On 13 November 2021 statements from Greenpeace International Executive Director Jennifer Morgan were published. Morgan described the outcomes from COP 26 as weak, but stated they send a “signal”. The inclusion of the word ‘unabated’ in relation to phasing out coal power suggests to me that coal extraction will only end when we have dug it all up. Does Morgan not see this?

It’s meek, it’s weak and the 1.5C goal is only just alive, but a signal has been sent that the era of coal is ending. And that matters.

Morgan, who is now Germany’s special climate envoy described the phase-out item as a “breakthrough” despite its weakness. It’s hard to tell if the inclusion of the word ‘unabated’ is the reason Morgan perceives the phase-out item as weak. Greenpeace International have provided weak resistance to CCS development, but are on record as critical of an over-reliance on CCS and offsets.

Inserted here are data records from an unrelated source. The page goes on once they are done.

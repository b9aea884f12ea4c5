// Copyright (c) Microsoft Corporation.
// Licensed under the MIT License.

//! The value format the frontend writes into the store.

use bytes::Bytes;
use chrono::{DateTime, Utc};
use serde::{Deserialize, Serialize};

/// Client data together with the time it was written.
///
/// The frontend stores records, not raw client data, so every stored value carries its
/// write time and is never empty even when the client sent no data.
///
/// # Examples
///
/// ```
/// use hord_service::Record;
///
/// let record = Record::new("alice".into());
/// let encoded = record.encode()?;
///
/// let decoded = Record::decode(&encoded)?;
/// assert_eq!(decoded, record);
/// # Ok::<(), hord_service::RecordError>(())
/// ```
#[derive(Debug, Clone, PartialEq, Eq, Serialize, Deserialize)]
pub struct Record {
    /// The client data.
    pub data: Bytes,
    /// Unix time of the write, in nanoseconds.
    pub last_updated: i64,
}

/// The error returned when a [`Record`] cannot be encoded or decoded.
#[derive(Debug, thiserror::Error)]
pub enum RecordError {
    /// The record could not be serialized.
    #[error("cannot encode record")]
    Encode(#[source] bincode::Error),
    /// The stored bytes are not a record.
    #[error("cannot decode record")]
    Decode(#[source] bincode::Error),
}

impl Record {
    /// Creates a record stamped with the current time.
    #[must_use]
    pub fn new(data: Bytes) -> Self {
        Self::at(data, Utc::now())
    }

    /// Creates a record stamped with the given time.
    ///
    /// Times beyond the range of `i64` nanoseconds are clamped.
    #[must_use]
    pub fn at(data: Bytes, time: DateTime<Utc>) -> Self {
        let last_updated = time.timestamp_nanos_opt().unwrap_or(if time.timestamp() < 0 { i64::MIN } else { i64::MAX });
        Self { data, last_updated }
    }

    /// Returns the write time as a [`DateTime`].
    #[must_use]
    pub fn last_updated_at(&self) -> DateTime<Utc> {
        DateTime::from_timestamp_nanos(self.last_updated)
    }

    /// Serializes the record into a store value.
    ///
    /// # Errors
    ///
    /// Returns [`RecordError::Encode`] if serialization fails.
    pub fn encode(&self) -> Result<Bytes, RecordError> {
        bincode::serialize(self).map(Bytes::from).map_err(RecordError::Encode)
    }

    /// Parses a store value written by [`Record::encode`].
    ///
    /// # Errors
    ///
    /// Returns [`RecordError::Decode`] if `bytes` is not a valid record.
    pub fn decode(bytes: &[u8]) -> Result<Self, RecordError> {
        bincode::deserialize(bytes).map_err(RecordError::Decode)
    }
}
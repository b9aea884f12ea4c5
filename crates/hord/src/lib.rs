// Copyright (c) Microsoft Corporation.
// Licensed under the MIT License.

#![cfg_attr(coverage_nightly, feature(coverage_attribute))]
#![cfg_attr(docsrs, feature(doc_cfg))]

//! Put a fast cache in front of a slow database, behind one key-value interface.
//!
//! Every backing store implements [`Store`]. This crate composes two of them: an
//! *authoritative* store that holds the truth, and an *accelerator* that is consulted first
//! and repaired on a miss. The composed store is itself a [`Store`], so callers never know
//! whether a cache is present.
//!
//! # Lookaside Semantics
//!
//! - **get**: read the accelerator. On a hit, return it. On any failure other than
//!   cancellation, read the authoritative store and, if found, copy the value into the
//!   accelerator on a best-effort basis.
//! - **set** and **delete**: write the authoritative store first. Once that succeeds,
//!   remove the key from the accelerator on a best-effort basis.
//! - **keys**: served by the authoritative store only.
//!
//! Accelerator failures are logged and never returned, except from `setup`. Writes that
//! fail on the authoritative store leave the accelerator untouched.
//!
//! # Quick Start
//!
//! ```
//! use hord::{Config, Strategy, compose};
//! use hord_memory::MemoryStore;
//! use hord_store::Store;
//!
//! # futures::executor::block_on(async {
//! let store = compose(
//!     Config::new()
//!         .authoritative(MemoryStore::new())
//!         .accelerator(MemoryStore::new())
//!         .strategy_name("lookaside"),
//! )?;
//! store.setup().await?;
//!
//! store.set("user:1", "alice".into()).await?;
//! assert_eq!(store.get("user:1").await?, "alice");
//!
//! store.close().await;
//! # Ok::<(), Box<dyn std::error::Error>>(())
//! # });
//! ```
//!
//! # Composing Without Configuration
//!
//! [`Lookaside`] can also be built directly when both stores are known statically. This
//! avoids dynamic dispatch and gives access to [`Lookaside::health`].
//!
//! ```
//! use hord::{Health, Lookaside};
//! use hord_memory::MemoryStore;
//!
//! # futures::executor::block_on(async {
//! let store = Lookaside::new(MemoryStore::new(), MemoryStore::new());
//! assert_eq!(store.health().await?, Health::Healthy);
//! # Ok::<(), hord_store::Error>(())
//! # });
//! ```
//!
//! # Logging
//!
//! Events are emitted with [`tracing`](https://docs.rs/tracing). Cache hits, misses and
//! repairs are `debug`, absorbed accelerator failures are `warn`, returned authoritative
//! failures are `error`, and composition and shutdown are `info`.

mod compose;
mod lookaside;
mod null;
mod telemetry;

#[doc(inline)]
pub use compose::{ComposeError, Config, Strategy, compose};
#[cfg(feature = "memory")]
#[cfg_attr(docsrs, doc(cfg(feature = "memory")))]
#[doc(inline)]
pub use hord_memory::{MemoryStore, MemoryStoreBuilder};
#[doc(inline)]
pub use hord_store::{Bytes, DynamicStore, Error, ErrorKind, Result, Store, StoreExt};
#[cfg(any(feature = "test-util", test))]
#[cfg_attr(docsrs, doc(cfg(feature = "test-util")))]
#[doc(inline)]
pub use hord_store::testing::{MockStore, StoreOp};
#[doc(inline)]
pub use lookaside::{Health, Lookaside};
#[doc(inline)]
pub use null::NullStore;
// Copyright (c) Microsoft Corporation.
// Licensed under the MIT License.

//! Builder for configuring in-memory stores.

use crate::store::MemoryStore;

/// Builder for configuring a [`MemoryStore`].
///
/// # Examples
///
/// ```
/// use hord_memory::MemoryStore;
///
/// let store = MemoryStore::builder()
///     .initial_capacity(1024)
///     .name("session-cache")
///     .build();
/// assert_eq!(store.name(), Some("session-cache"));
/// ```
#[derive(Debug, Default)]
pub struct MemoryStoreBuilder {
    pub(crate) initial_capacity: Option<usize>,
    pub(crate) name: Option<String>,
}

impl MemoryStoreBuilder {
    /// Creates a new builder with default settings.
    #[must_use]
    pub fn new() -> Self {
        Self::default()
    }

    /// Sets the number of entries to pre-allocate room for.
    ///
    /// The store may still grow beyond this size.
    #[must_use]
    pub fn initial_capacity(mut self, capacity: usize) -> Self {
        self.initial_capacity = Some(capacity);
        self
    }

    /// Sets a name that identifies the store in log output.
    #[must_use]
    pub fn name(mut self, name: impl Into<String>) -> Self {
        self.name = Some(name.into());
        self
    }

    /// Builds the configured [`MemoryStore`].
    #[must_use]
    pub fn build(self) -> MemoryStore {
        MemoryStore::from_builder(self)
    }
}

The line on phasing out unabated coal and fossil fuel subsidies is weak and compromised but its very existence is nevertheless a breakthrough, and the focus on a just transition is essential.

[SOURCE]

The contradictions of Guterres

On the night before Greta Thunberg’s big speech in New York in September 2019 the UN Secretary General’s special adviser gave an address to the Oil and Gas Climate Initiative (OGCI). I don’t believe the remarks were ever meant to be made public, but a group of activists made it into the swanky event. It’s unlikely they knew the significance of the transcript they provided to the journalist Emily Atkin who was a favourite of Bill McKibben at the time. It’s unlikely that any of the activists were aware of the embargoed media release which contained an announcement of the OGCI’s massive global ‘Kickstarter’ plan to fund CCS decarbonisation hubs.

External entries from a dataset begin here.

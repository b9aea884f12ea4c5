// Copyright (c) Microsoft Corporation.
// Licensed under the MIT License.

//! Structured log events for store operations.
//!
//! Field names are stable so that log pipelines can filter on them:
//! `store.operation`, `store.tier`, `store.activity`, `store.key` and `store.error`.
//! Keys are only recorded on `debug` events.

use hord_store::Error;

#[derive(Debug, Clone, Copy, PartialEq, Eq)]
pub(crate) enum Operation {
    Setup,
    HealthCheck,
    Get,
    Set,
    Delete,
    Keys,
}

impl Operation {
    pub fn as_str(self) -> &'static str {
        match self {
            Self::Setup => "store.setup",
            Self::HealthCheck => "store.health_check",
            Self::Get => "store.get",
            Self::Set => "store.set",
            Self::Delete => "store.delete",
            Self::Keys => "store.keys",
        }
    }

    /// Context attached to errors surfaced from the authoritative store.
    pub fn authoritative_context(self) -> &'static str {
        match self {
            Self::Setup => "authoritative setup",
            Self::HealthCheck => "authoritative health check",
            Self::Get => "authoritative get",
            Self::Set => "authoritative set",
            Self::Delete => "authoritative delete",
            Self::Keys => "authoritative keys",
        }
    }

    /// Context attached to errors surfaced from the accelerator.
    pub fn accelerator_context(self) -> &'static str {
        match self {
            Self::Setup => "accelerator setup",
            Self::HealthCheck => "accelerator health check",
            Self::Get => "accelerator get",
            Self::Set => "accelerator set",
            Self::Delete => "accelerator delete",
            Self::Keys => "accelerator keys",
        }
    }
}

#[derive(Debug, Clone, Copy, PartialEq, Eq)]
pub(crate) enum Tier {
    Authoritative,
    Accelerator,
}

impl Tier {
    pub fn as_str(self) -> &'static str {
        match self {
            Self::Authoritative => "authoritative",
            Self::Accelerator => "accelerator",
        }
    }
}

#[derive(Debug, Clone, Copy, PartialEq, Eq)]
pub(crate) enum Activity {
    Hit,
    Miss,
    Populated,
    Invalidated,
}

impl Activity {
    pub fn as_str(self) -> &'static str {
        match self {
            Self::Hit => "store.hit",
            Self::Miss => "store.miss",
            Self::Populated => "store.populated",
            Self::Invalidated => "store.invalidated",
        }
    }
}

/// Records a successful accelerator interaction.
pub(crate) fn activity(operation: Operation, activity: Activity, key: &str) {
    tracing::debug!(
        store.operation = operation.as_str(),
        store.tier = Tier::Accelerator.as_str(),
        store.activity = activity.as_str(),
        store.key = key,
        "store.event"
    );
}

/// Records an accelerator failure that was absorbed instead of returned.
pub(crate) fn accelerator_failed(operation: Operation, error: &Error) {
    tracing::warn!(
        store.operation = operation.as_str(),
        store.tier = Tier::Accelerator.as_str(),
        store.error = %error,
        "store.accelerator_error"
    );
}

/// Records an authoritative failure that is returned to the caller.
pub(crate) fn authoritative_failed(operation: Operation, error: &Error) {
    tracing::error!(
        store.operation = operation.as_str(),
        store.tier = Tier::Authoritative.as_str(),
        store.error = %error,
        "store.authoritative_error"
    );
}

#[cfg(test)]
mod tests {
    use super::*;

    #[test]
    fn operation_names() {
        assert_eq!(Operation::Get.as_str(), "store.get");
        assert_eq!(Operation::HealthCheck.as_str(), "store.health_check");
        assert_eq!(Operation::Set.authoritative_context(), "authoritative set");
        assert_eq!(Operation::Delete.accelerator_context(), "accelerator delete");
    }

    #[test]
    fn tier_and_activity_names() {
        assert_eq!(Tier::Authoritative.as_str(), "authoritative");
        assert_eq!(Tier::Accelerator.as_str(), "accelerator");
        assert_eq!(Activity::Hit.as_str(), "store.hit");
        assert_eq!(Activity::Invalidated.as_str(), "store.invalidated");
    }
}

CREATOR: gd-jpeg v1.0 (using IJG JPEG v62), quality = 82

Your industry has the assets and the expertise to demonstrate the ambition we need and to lead the way. The world needs, and is demanding, an ambitious road map to reduce the carbon intensity of your industry, and to demonstrate your commitment to align with the goals of the Paris agreement.

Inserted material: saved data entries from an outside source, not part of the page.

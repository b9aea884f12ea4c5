// Copyright (c) Microsoft Corporation.
// Licensed under the MIT License.

//! Lookaside (cache-aside) composition of two stores.
//!
//! Reads check the accelerator first and fill it from the authoritative store on a miss.
//! Writes and deletes go to the authoritative store, then remove the key from the
//! accelerator. The accelerator is never written with a value the authoritative store has
//! not committed, and an accelerator failure never fails an operation.

use std::sync::atomic::{AtomicBool, Ordering};

use futures::join;
use hord_store::{Bytes, Error, Result, Store, validate_entry, validate_key};

use crate::telemetry::{self, Activity, Operation};

/// Health of a [`Lookaside`] store.
#[derive(Debug, Clone, Copy, PartialEq, Eq)]
pub enum Health {
    /// Both stores are healthy.
    Healthy,
    /// The authoritative store is healthy but the accelerator is not. Every operation
    /// still works, reads just take the slower path.
    Degraded,
}

/// A store that puts an accelerator (a cache) in front of an authoritative store.
///
/// The authoritative store is the source of truth. The accelerator only makes reads
/// faster and may lose data or fail at any time:
///
/// - `get` returns the accelerator's value on a hit. On a miss or an accelerator error it
///   reads the authoritative store and copies the value into the accelerator.
/// - `set` writes the authoritative store, then deletes the key from the accelerator so
///   the next `get` reloads it.
/// - `delete` deletes from the authoritative store, then from the accelerator.
/// - `keys` lists the authoritative store only.
///
/// Accelerator failures are logged and otherwise ignored. Authoritative failures are
/// returned, naming the operation that failed. A [`Error::Canceled`] reported by either
/// store ends a read before it moves on to the next store.
///
/// The composition never changes after construction and there is no locking; the only
/// mutable state is the closed flag.
///
/// # Concurrent writes
///
/// A `get` that reads the authoritative store before a concurrent `set` or `delete` of the
/// same key, but populates the accelerator after that write has invalidated it, puts the
/// old value back into the accelerator. Later reads return that stale value until the next
/// write to the key or until the accelerator evicts it on its own.
/// `MemoryStore` never evicts, so callers that read and write one key concurrently should
/// use an accelerator with an expiry.
///
/// # Examples
///
/// ```
/// use hord::Lookaside;
/// use hord_memory::MemoryStore;
/// use hord_store::Store;
/// # futures::executor::block_on(async {
///
/// let database = MemoryStore::new();
/// let cache = MemoryStore::new();
/// let store = Lookaside::new(database, cache.clone());
///
/// store.set("user:1", "alice".into()).await?;
/// assert!(!cache.contains_key("user:1"));
///
/// assert_eq!(store.get("user:1").await?, "alice");
/// assert!(cache.contains_key("user:1"));
/// # Ok::<(), hord_store::Error>(())
/// # });
/// ```
#[derive(Debug)]
pub struct Lookaside<A, C> {
    authoritative: A,
    accelerator: C,
    closed: AtomicBool,
}
// Copyright (c) Microsoft Corporation.
// Licensed under the MIT License.

//! Serving client requests from a store.

use std::{
    convert::Infallible,
    future::Future,
    pin::Pin,
    task::{Context, Poll},
};

use hord_store::{Error, Store};

use crate::{DeleteRequest, DeleteResponse, GetRequest, GetResponse, Record, Request, Response, SetRequest, SetResponse, Status};

/// Handles client requests against a single store.
///
/// Every outcome, including a missing key or a backend failure, is reported in the
/// response [`Status`]. Store errors are logged at `trace` with their details but never
/// copied into a response.
///
/// Values are written as [`Record`]s, so a get returns the data together with the time it
/// was written.
///
/// # Examples
///
/// ```
/// use hord_memory::MemoryStore;
/// use hord_service::{Frontend, GetRequest, SetRequest, StatusCode};
///
/// # futures::executor::block_on(async {
/// let frontend = Frontend::new(MemoryStore::new());
///
/// let response = frontend.set(SetRequest::new("user:1", "alice")).await;
/// assert_eq!(response.status.code, StatusCode::Success);
///
/// let response = frontend.get(GetRequest::new("user:1")).await;
/// assert_eq!(response.data, "alice");
/// assert!(response.last_updated > 0);
///
/// let response = frontend.get(GetRequest::new("")).await;
/// assert_eq!(response.status.code, StatusCode::InvalidKey);
/// # });
/// ```
#[derive(Debug, Clone)]
pub struct Frontend<S> {
    store: S,
}

impl<S> Frontend<S> {
    /// Creates a frontend serving requests from `store`.
    #[must_use]
    pub fn new(store: S) -> Self {
        Self { store }
    }

    /// Returns a reference to the store.
    #[must_use]
    pub fn store(&self) -> &S {
        &self.store
    }

    /// Consumes the frontend and returns the store.
    #[must_use]
    pub fn into_inner(self) -> S {
        self.store
    }
}

impl<S: Store> Frontend<S> {
    /// Reads the record stored under the request key.
    pub async fn get(&self, request: GetRequest) -> GetResponse {
        if request.key.is_empty() {
            tracing::trace!("request.rejected: key not defined");
            return GetResponse::failed(Status::KEY_NOT_DEFINED);
        }

        let value = match self.store.get(&request.key).await {
            Ok(value) => value,
            Err(error) => return GetResponse::failed(failure(&request.key, &error, Status::FETCH_FAILED)),
        };

        match Record::decode(&value) {
            Ok(record) => GetResponse {
                status: Status::SUCCESS,
                key: request.key,
                data: record.data,
                last_updated: record.last_updated,
            },
            Err(error) => {
                tracing::trace!(request.key = %request.key, request.error = %error, "request.failed");
                GetResponse::failed(Status::FETCH_FAILED)
            }
        }
    }

    /// Stores the request data under the request key, stamped with the current time.
    pub async fn set(&self, request: SetRequest) -> SetResponse {
        if request.key.is_empty() {
            tracing::trace!("request.rejected: key not defined");
            return SetResponse {
                status: Status::KEY_NOT_DEFINED,
                key: String::new(),
            };
        }

        let value = match Record::new(request.data).encode() {
            Ok(value) => value,
            Err(error) => {
                tracing::trace!(request.key = %request.key, request.error = %error, "request.failed");
                return SetResponse {
                    status: Status::STORE_FAILED,
                    key: String::new(),
                };
            }
        };

        match self.store.set(&request.key, value).await {
            Ok(()) => SetResponse {
                status: Status::SUCCESS,
                key: request.key,
            },
            Err(error) => SetResponse {
                status: failure(&request.key, &error, Status::STORE_FAILED),
                key: String::new(),
            },
        }
    }

    /// Removes the request key.
    pub async fn delete(&self, request: DeleteRequest) -> DeleteResponse {
        if request.key.is_empty() {
            tracing::trace!("request.rejected: key not defined");
            return DeleteResponse {
                status: Status::KEY_NOT_DEFINED,
                key: String::new(),
            };
        }

        match self.store.delete(&request.key).await {
            Ok(()) => DeleteResponse {
                status: Status::SUCCESS,
                key: request.key,
            },
            Err(error) => DeleteResponse {
                status: failure(&request.key, &error, Status::DELETE_FAILED),
                key: String::new(),
            },
        }
    }

    /// Dispatches any request to the matching operation.
    pub async fn handle(&self, request: Request) -> Response {
        match request {
            Request::Get(request) => Response::Get(self.get(request).await),
            Request::Set(request) => Response::Set(self.set(request).await),
            Request::Delete(request) => Response::Delete(self.delete(request).await),
        }
    }
}

fn failure(key: &str, error: &Error, status: Status) -> Status {
    tracing::trace!(request.key = key, request.error = %error, "request.failed");
    Status::from_error_kind(error.kind(), status)
}

/// The frontend is always ready and never fails at the service level.
impl<S> tower_service::Service<Request> for Frontend<S>
where
    S: Store + Clone + 'static,
{
    type Response = Response;
    type Error = Infallible;
    type Future = Pin<Box<dyn Future<Output = Result<Self::Response, Self::Error>> + Send>>;

    fn poll_ready(&mut self, _cx: &mut Context<'_>) -> Poll<Result<(), Self::Error>> {
        Poll::Ready(Ok(()))
    }

    fn call(&mut self, request: Request) -> Self::Future {
        let frontend = self.clone();
        Box::pin(async move { Ok(frontend.handle(request).await) })
    }
}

Robert Orr, Special Adviser to Antonio Guterres, September 22, 2019

[SOURCE]

At the completion of COP 26 Guterres gave a pre-recorded address in which he neglected to acknowledge the ‘unabated’ qualifier.

I reaffirm my conviction that we must end fossil fuels subsidies. Phase out coal.

[SOURCE]

Guterres continues to ignore the qualifier. In recent tweets Guterres has echoed the sentiments he expressed at COP 26, but not the sentiments he expressed via his assistant in that luxury New York hotel with the world’s wealthiest oil and gas executives.

17 June 2022:

For decades, the fossil fuel industry has invested in pseudo-science & public relations, with a false narrative to minimize their responsibility for climate change & undermine ambitious climate policies. They exploited the same scandalous tactics as Big Tobacco decades before.

[SOURCE]

19 June 2022:

The only true path to energy security, stable power prices, prosperity & a livable planet lies in abandoning polluting fossil fuels – especially coal – and accelerating the renewables-based energy transition. Renewables are the peace plan of the 21st century.

[SOURCE]

Why has Guterres neglected to attend to the significance of the ‘unabated’ qualifier? Is he too a narrative slave like most of the climate justice movement? It’s clear that in not attending to the qualifier he poses no threat to the OGCI.

Hoping we’ll forget

In the muddied waters of time, most of the disingenuousness, douchebaggery and outright deception will be disappeared or be forgotten. Is this what the stenographers, pundits, NGO spokespersons and leaders are hoping for? How will the narrative framers respond as many of the projects they currently ignore come to fruition? Perhaps John Podesta and the billionaire philanthropists he represents have already got a plan?

We should remember that the captains of industry always like to turn a waste product into a feed stock for value adding. There are numerous examples of waste products being used as fillers, and there are celebrated examples of companies transforming their waste products into cost lowering and even profitable revenue streams. CO2 has, for decades, been viewed by the fossil fuel industry as a waste product that could be transformed into a valuable feed stock. This is precisely what is being deployed by virtually every major fossil fuel company on the planet. Is it conceivable that the oldest and wealthiest pillar of industrial globalist power could contrive to use philanthropy and every other covert means available to shape and compromise the resistance to their efforts? It certainly is!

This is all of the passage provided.